Sarah Wise
Sarah Wise teaches 19th-century social history and literature to undergraduates and adult learners and is visiting professor at the University of California’s London Study Center. Her debut, The Italian Boy: Murder and Grave Robbery in 1830s London, was shortlisted for the Samuel Johnson Prize and won the Crime Writers' Association Gold Dagger for Non-Fiction. It was the inspiration for Sky’s The Frankenstein Chronicles.
Her follow-up, The Blackest Streets: The Life and Death of a Victorian Slum, was shortlisted for the Ondaatje Prize, and was the basis for the BBC’s series The Victorian Slum. Her most recent book, Inconvenient People, was shortlisted for the 2014 Wellcome Prize.

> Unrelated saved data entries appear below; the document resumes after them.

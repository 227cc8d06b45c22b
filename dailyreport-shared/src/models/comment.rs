/// Append-only comments on tasks and reports
///
/// Comments for both parents live in one table keyed by
/// `(parent_kind, parent_id)`. Adding a comment is a single `INSERT`, so
/// concurrent commenters never overwrite each other. There is no edit or
/// delete operation.
///
/// # Schema
///
/// ```sql
/// CREATE TYPE comment_parent AS ENUM ('task', 'report');
///
/// CREATE TABLE comments (
///     id UUID PRIMARY KEY DEFAULT gen_random_uuid(),
///     parent_kind comment_parent NOT NULL,
///     parent_id UUID NOT NULL,
///     user_id UUID NOT NULL,
///     content VARCHAR(500) NOT NULL,
///     created_at TIMESTAMPTZ NOT NULL DEFAULT NOW()
/// );
/// ```

use chrono::{DateTime, Utc};
use serde::{Deserialize, Serialize};
use sqlx::PgPool;
use uuid::Uuid;
use validator::Validate;

use super::user::UserSummary;
use crate::validation::{run_derived, trim_in_place, FieldError};

const COMMENT_COLUMNS: &str = "id, parent_kind, parent_id, user_id, content, created_at";

/// Kind of record a comment is attached to
#[derive(Debug, Clone, Copy, PartialEq, Eq, Hash, Serialize, Deserialize, sqlx::Type)]
#[sqlx(type_name = "comment_parent", rename_all = "lowercase")]
#[serde(rename_all = "lowercase")]
pub enum CommentParent {
    Task,
    Report,
}

/// Comment record
#[derive(Debug, Clone, PartialEq, Serialize, Deserialize, sqlx::FromRow)]
pub struct Comment {
    pub id: Uuid,
    pub parent_kind: CommentParent,
    pub parent_id: Uuid,
    pub user_id: Uuid,
    pub content: String,
    pub created_at: DateTime<Utc>,
}

/// Input for appending a comment
#[derive(Debug, Clone)]
pub struct CreateComment {
    pub parent_kind: CommentParent,
    pub parent_id: Uuid,
    pub user_id: Uuid,
    pub content: String,
}

/// Comment payload
#[derive(Debug, Clone, Default, Deserialize, Validate)]
#[serde(default)]
pub struct AddCommentRequest {
    #[validate(length(min = 1, max = 500, message = "Comment must be between 1 and 500 characters"))]
    pub content: String,
}

impl AddCommentRequest {
    pub fn check(&mut self) -> Vec<FieldError> {
        trim_in_place(&mut self.content);

        let mut errors = Vec::new();
        run_derived(self, &mut errors);
        errors
    }
}

/// Comment as returned to callers, with its author resolved
#[derive(Debug, Clone, Serialize, Deserialize)]
pub struct CommentView {
    pub id: Uuid,
    pub user: Option<UserSummary>,
    pub content: String,
    pub created_at: DateTime<Utc>,
}

impl CommentView {
    pub fn new(comment: Comment, user: Option<UserSummary>) -> Self {
        Self {
            id: comment.id,
            user,
            content: comment.content,
            created_at: comment.created_at,
        }
    }
}

impl Comment {
    /// Appends a comment
    pub async fn create(pool: &PgPool, data: CreateComment) -> Result<Self, sqlx::Error> {
        let query = format!(
            "INSERT INTO comments (parent_kind, parent_id, user_id, content) VALUES ($1, $2, $3, $4) RETURNING {}",
            COMMENT_COLUMNS
        );

        sqlx::query_as::<_, Comment>(&query)
            .bind(data.parent_kind)
            .bind(data.parent_id)
            .bind(data.user_id)
            .bind(data.content)
            .fetch_one(pool)
            .await
    }

    /// Lists the comments of one parent, oldest first
    pub async fn list_for_parent(
        pool: &PgPool,
        parent_kind: CommentParent,
        parent_id: Uuid,
    ) -> Result<Vec<Self>, sqlx::Error> {
        let query = format!(
            "SELECT {} FROM comments WHERE parent_kind = $1 AND parent_id = $2 ORDER BY created_at ASC, id ASC",
            COMMENT_COLUMNS
        );

        sqlx::query_as::<_, Comment>(&query)
            .bind(parent_kind)
            .bind(parent_id)
            .fetch_all(pool)
            .await
    }
}

#[cfg(test)]
mod tests {
    use super::*;

    #[test]
    fn test_check_trims_and_bounds_content() {
        let mut request = AddCommentRequest {
            content: "  looks good  ".to_string(),
        };
        assert!(request.check().is_empty());
        assert_eq!(request.content, "looks good");

        let mut blank = AddCommentRequest {
            content: "   ".to_string(),
        };
        assert_eq!(blank.check()[0].field, "content");

        let mut long = AddCommentRequest {
            content: "x".repeat(501),
        };
        assert_eq!(long.check().len(), 1);
    }

    #[test]
    fn test_parent_wire_name() {
        assert_eq!(
            serde_json::to_value(CommentParent::Report).unwrap(),
            serde_json::json!("report")
        );
    }
}
/// Configuration management for the API server
///
/// Settings come from environment variables (after loading `.env` when
/// present), layered over defaults with the `config` crate, then validated.
///
/// # Environment Variables
///
/// - `API_HOST`: Host to bind to (default: 0.0.0.0)
/// - `API_PORT`: Port to bind to (default: 3000)
/// - `API_CORS_ORIGINS`: Comma-separated allowed origins (default: `*`)
/// - `API_PRODUCTION`: Enables HSTS (default: false)
/// - `DATABASE_URL`: PostgreSQL connection string (required)
/// - `DATABASE_MAX_CONNECTIONS`: Pool size (default: 10)
/// - `JWT_SECRET`: Token signing secret, at least 32 characters (required)
/// - `JWT_EXPIRATION_HOURS`: Token lifetime (default: 168)
/// - `RATE_LIMIT_AUTH_MAX_REQUESTS`: Auth requests per window (default: 20)
/// - `RATE_LIMIT_AUTH_WINDOW_SECONDS`: Auth rate limit window (default: 120)
///
/// # Example
///
/// ```no_run
/// use dailyreport_api::config::Config;
///
/// # fn example() -> anyhow::Result<()> {
/// let config = Config::from_env()?;
/// println!("Server will listen on {}", config.bind_address());
/// # Ok(())
/// # }
/// ```

use anyhow::Context;
use serde::{Deserialize, Serialize};

/// Shortest accepted JWT secret
pub const MIN_JWT_SECRET_LEN: usize = 32;

/// Complete application configuration
#[derive(Debug, Clone, Serialize, Deserialize)]
pub struct Config {
    pub api: ApiConfig,
    pub database: DatabaseConfig,
    pub jwt: JwtConfig,
    pub rate_limit: RateLimitConfig,
}

/// API server configuration
#[derive(Debug, Clone, Serialize, Deserialize)]
pub struct ApiConfig {
    pub host: String,
    pub port: u16,

    /// Allowed CORS origins; `*` allows any
    pub cors_origins: Vec<String>,

    /// Production mode turns on HSTS
    pub production: bool,
}

/// Database configuration
#[derive(Debug, Clone, Serialize, Deserialize)]
pub struct DatabaseConfig {
    /// PostgreSQL connection URL
    pub url: String,

    /// Maximum number of connections in pool
    pub max_connections: u32,
}

/// JWT configuration
#[derive(Debug, Clone, Serialize, Deserialize)]
pub struct JwtConfig {
    /// Secret key for JWT signing
    ///
    /// Generate with: `openssl rand -hex 32`
    pub secret: String,

    /// Token lifetime in hours
    pub expiration_hours: i64,
}

/// Rate limit applied to the authentication routes
#[derive(Debug, Clone, Copy, Serialize, Deserialize)]
pub struct RateLimitConfig {
    pub auth_max_requests: u32,
    pub auth_window_seconds: u64,
}

/// Flat view of the environment, one field per variable
#[derive(Debug, Deserialize)]
struct RawSettings {
    api_host: String,
    api_port: u16,
    api_cors_origins: String,
    api_production: bool,
    database_url: Option<String>,
    database_max_connections: u32,
    jwt_secret: Option<String>,
    jwt_expiration_hours: i64,
    rate_limit_auth_max_requests: u32,
    rate_limit_auth_window_seconds: u64,
}

impl Config {
    /// Loads configuration from the process environment
    ///
    /// # Errors
    ///
    /// Returns an error if:
    /// - `DATABASE_URL` or `JWT_SECRET` is missing
    /// - a variable has an unparsable value
    /// - `JWT_SECRET` is shorter than 32 characters
    pub fn from_env() -> anyhow::Result<Self> {
        // Load .env file if present (for development)
        dotenvy::dotenv().ok();

        Self::load(config::Environment::default().try_parsing(true))
    }

    /// Builds configuration from an environment source over the defaults
    pub fn load(env: config::Environment) -> anyhow::Result<Self> {
        let raw: RawSettings = config::Config::builder()
            .set_default("api_host", "0.0.0.0")?
            .set_default("api_port", 3000)?
            .set_default("api_cors_origins", "*")?
            .set_default("api_production", false)?
            .set_default("database_max_connections", 10)?
            .set_default("jwt_expiration_hours", 168)?
            .set_default("rate_limit_auth_max_requests", 20)?
            .set_default("rate_limit_auth_window_seconds", 120)?
            .add_source(env)
            .build()
            .context("Failed to read configuration")?
            .try_deserialize()
            .context("Invalid configuration value")?;

        let database_url = raw
            .database_url
            .filter(|url| !url.trim().is_empty())
            .ok_or_else(|| anyhow::anyhow!("DATABASE_URL environment variable is required"))?;

        let jwt_secret = raw
            .jwt_secret
            .ok_or_else(|| anyhow::anyhow!("JWT_SECRET environment variable is required"))?;

        if jwt_secret.len() < MIN_JWT_SECRET_LEN {
            anyhow::bail!(
                "JWT_SECRET must be at least {} characters long",
                MIN_JWT_SECRET_LEN
            );
        }

        if raw.jwt_expiration_hours <= 0 {
            anyhow::bail!("JWT_EXPIRATION_HOURS must be positive");
        }

        if raw.rate_limit_auth_max_requests == 0 || raw.rate_limit_auth_window_seconds == 0 {
            anyhow::bail!("Auth rate limit must allow at least one request per window");
        }

        Ok(Self {
            api: ApiConfig {
                host: raw.api_host,
                port: raw.api_port,
                cors_origins: split_origins(&raw.api_cors_origins),
                production: raw.api_production,
            },
            database: DatabaseConfig {
                url: database_url,
                max_connections: raw.database_max_connections,
            },
            jwt: JwtConfig {
                secret: jwt_secret,
                expiration_hours: raw.jwt_expiration_hours,
            },
            rate_limit: RateLimitConfig {
                auth_max_requests: raw.rate_limit_auth_max_requests,
                auth_window_seconds: raw.rate_limit_auth_window_seconds,
            },
        })
    }

    /// Returns the server bind address
    pub fn bind_address(&self) -> String {
        format!("{}:{}", self.api.host, self.api.port)
    }

    /// Whether any origin may call the API
    pub fn allows_any_origin(&self) -> bool {
        self.api.cors_origins.iter().any(|o| o == "*")
    }
}

fn split_origins(raw: &str) -> Vec<String> {
    raw.split(',')
        .map(str::trim)
        .filter(|o| !o.is_empty())
        .map(str::to_string)
        .collect()
}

She contributed a chapter to ‘Charles Booth’s Poverty Maps’ -- the best-selling illustrated book by Thames & Hudson/London School of Economics. Her TV work includes providing background material for BBC1’s ‘Secret History of Our Streets’, and BBC2’s ‘The Victorian Slum’, and she has twice been the history expert on ‘Who Do You Think You Are?’ Most recently she appeared on Radio 4’s ‘In Our Time’, speaking about the work of Charles Booth.